-- Assigned task --
Give the entries again exactly, every one of them.

[Items listed in a dataset]
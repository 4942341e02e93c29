//! Retry-aware Semantic Scholar client.
//!
//! Every public operation is a thin parameter layer over one request
//! primitive that builds the query, dispatches, and classifies the
//! response. Rate-limited requests (HTTP 429) are re-issued per the
//! configured [`RetryPolicy`]; all other failures are terminal.

use reqwest::blocking::{Client, Response};
use reqwest::header::{HeaderMap, RETRY_AFTER};
use reqwest::Method;
use serde_json::{json, Value};
use std::thread;
use std::time::Duration;

use crate::api::{ApiError, ClientError, RetryPolicy, RetryStatus};

const GRAPH_API_BASE: &str = "https://api.semanticscholar.org/graph/v1";
const RECOMMENDATIONS_API_BASE: &str = "https://api.semanticscholar.org/recommendations/v1";
const DATASETS_API_BASE: &str = "https://api.semanticscholar.org/datasets/v1";

/// Default fields requested for paper endpoints.
pub const DEFAULT_PAPER_FIELDS: &str =
    "paperId,title,year,authors,citationCount,abstract,venue,openAccessPdf,externalIds";

/// Default fields requested for author endpoints.
pub const DEFAULT_AUTHOR_FIELDS: &str =
    "authorId,name,affiliations,paperCount,citationCount,hIndex";

/// Field set covering everything the BibTeX formatter can use.
pub const BIBTEX_FIELDS: &str =
    "paperId,title,year,authors,venue,externalIds,journal,publicationVenue,abstract,openAccessPdf";

// Per-endpoint API ceilings; requests are clamped, never rejected.
const MAX_SEARCH_LIMIT: usize = 100;
const MAX_LISTING_LIMIT: usize = 1000;
const MAX_BATCH_IDS: usize = 500;
const MAX_RECOMMENDATION_LIMIT: usize = 500;

/// Sleep applied on a 429 that carries no usable Retry-After header.
const DEFAULT_RETRY_DELAY_SECS: u64 = 5;

/// Filters for the paper relevance-search endpoint.
///
/// Optional filters are only put on the wire when set; `open_access_pdf`
/// becomes a presence-only parameter with an empty value.
#[derive(Debug, Clone)]
pub struct PaperSearchQuery {
    /// Keyword query string
    pub query: String,
    /// Comma-separated fields to return (default: [`DEFAULT_PAPER_FIELDS`])
    pub fields: Option<String>,
    /// Number of results (clamped to the API maximum of 100)
    pub limit: usize,
    /// Pagination offset
    pub offset: usize,
    /// Year or range, e.g. "2023" or "2020-2023"
    pub year: Option<String>,
    /// Venue name filter
    pub venue: Option<String>,
    /// Comma-separated fields of study
    pub fields_of_study: Option<String>,
    /// Minimum citation count
    pub min_citation_count: Option<u64>,
    /// Only papers with a freely available PDF
    pub open_access_pdf: bool,
    /// Comma-separated publication types
    pub publication_types: Option<String>,
}

impl Default for PaperSearchQuery {
    fn default() -> Self {
        Self {
            query: String::new(),
            fields: None,
            limit: 10,
            offset: 0,
            year: None,
            venue: None,
            fields_of_study: None,
            min_citation_count: None,
            open_access_pdf: false,
            publication_types: None,
        }
    }
}

impl PaperSearchQuery {
    /// Create a query with default pagination and no filters.
    pub fn new(query: impl Into<String>) -> Self {
        Self {
            query: query.into(),
            ..Default::default()
        }
    }
}

/// Client for the Semantic Scholar graph, recommendations, and datasets APIs.
///
/// One instance owns one connection pool; the pool is released when the
/// client is dropped, on every exit path. Construct one per logical
/// session and pass it to consumers rather than sharing process-wide
/// state.
#[derive(Debug)]
pub struct SemanticScholar {
    http: Client,
    api_key: Option<String>,
    retry: RetryPolicy,
    graph_base: String,
    recommendations_base: String,
    datasets_base: String,
}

-- Task answer --
repository 4942341e02e93c29
//! Retry-aware Semantic Scholar client.
//!
//! Every public operation is a thin parameter layer over one request
//! primitive that builds the query, dispatches, and classifies the
//! response. Rate-limited requests (HTTP 429) are re-issued per the
//! configured [`RetryPolicy`]; all other failures are terminal.

use reqwest::blocking::{Client, Response};
use reqwest::header::{HeaderMap, RETRY_AFTER};
use reqwest::Method;
use serde_json::{json, Value};
use std::thread;
use std::time::Duration;

use crate::api::{ApiError, ClientError, RetryPolicy, RetryStatus};

const GRAPH_API_BASE: &str = "https://api.semanticscholar.org/graph/v1";
const RECOMMENDATIONS_API_BASE: &str = "https://api.semanticscholar.org/recommendations/v1";
const DATASETS_API_BASE: &str = "https://api.semanticscholar.org/datasets/v1";

/// Default fields requested for paper endpoints.
pub const DEFAULT_PAPER_FIELDS: &str =
    "paperId,title,year,authors,citationCount,abstract,venue,openAccessPdf,externalIds";

/// Default fields requested for author endpoints.
pub const DEFAULT_AUTHOR_FIELDS: &str =
    "authorId,name,affiliations,paperCount,citationCount,hIndex";

/// Field set covering everything the BibTeX formatter can use.
pub const BIBTEX_FIELDS: &str =
    "paperId,title,year,authors,venue,externalIds,journal,publicationVenue,abstract,openAccessPdf";

// Per-endpoint API ceilings; requests are clamped, never rejected.
const MAX_SEARCH_LIMIT: usize = 100;
const MAX_LISTING_LIMIT: usize = 1000;
const MAX_BATCH_IDS: usize = 500;
const MAX_RECOMMENDATION_LIMIT: usize = 500;

/// Sleep applied on a 429 that carries no usable Retry-After header.
const DEFAULT_RETRY_DELAY_SECS: u64 = 5;

/// Filters for the paper relevance-search endpoint.
///
/// Optional filters are only put on the wire when set; `open_access_pdf`
/// becomes a presence-only parameter with an empty value.
#[derive(Debug, Clone)]
pub struct PaperSearchQuery {
    /// Keyword query string
    pub query: String,
    /// Comma-separated fields to return (default: [`DEFAULT_PAPER_FIELDS`])
    pub fields: Option<String>,
    /// Number of results (clamped to the API maximum of 100)
    pub limit: usize,
    /// Pagination offset
    pub offset: usize,
    /// Year or range, e.g. "2023" or "2020-2023"
    pub year: Option<String>,
    /// Venue name filter
    pub venue: Option<String>,
    /// Comma-separated fields of study
    pub fields_of_study: Option<String>,
    /// Minimum citation count
    pub min_citation_count: Option<u64>,
    /// Only papers with a freely available PDF
    pub open_access_pdf: bool,
    /// Comma-separated publication types
    pub publication_types: Option<String>,
}

impl Default for PaperSearchQuery {
    fn default() -> Self {
        Self {
            query: String::new(),
            fields: None,
            limit: 10,
            offset: 0,
            year: None,
            venue: None,
            fields_of_study: None,
            min_citation_count: None,
            open_access_pdf: false,
            publication_types: None,
        }
    }
}

impl PaperSearchQuery {
    /// Create a query with default pagination and no filters.
    pub fn new(query: impl Into<String>) -> Self {
        Self {
            query: query.into(),
            ..Default::default()
        }
    }
}

/// Client for the Semantic Scholar graph, recommendations, and datasets APIs.
///
/// One instance owns one connection pool; the pool is released when the
/// client is dropped, on every exit path. Construct one per logical
/// session and pass it to consumers rather than sharing process-wide
/// state.
#[derive(Debug)]
pub struct SemanticScholar {
    http: Client,
    api_key: Option<String>,
    retry: RetryPolicy,
    graph_base: String,
    recommendations_base: String,
    datasets_base: String,
}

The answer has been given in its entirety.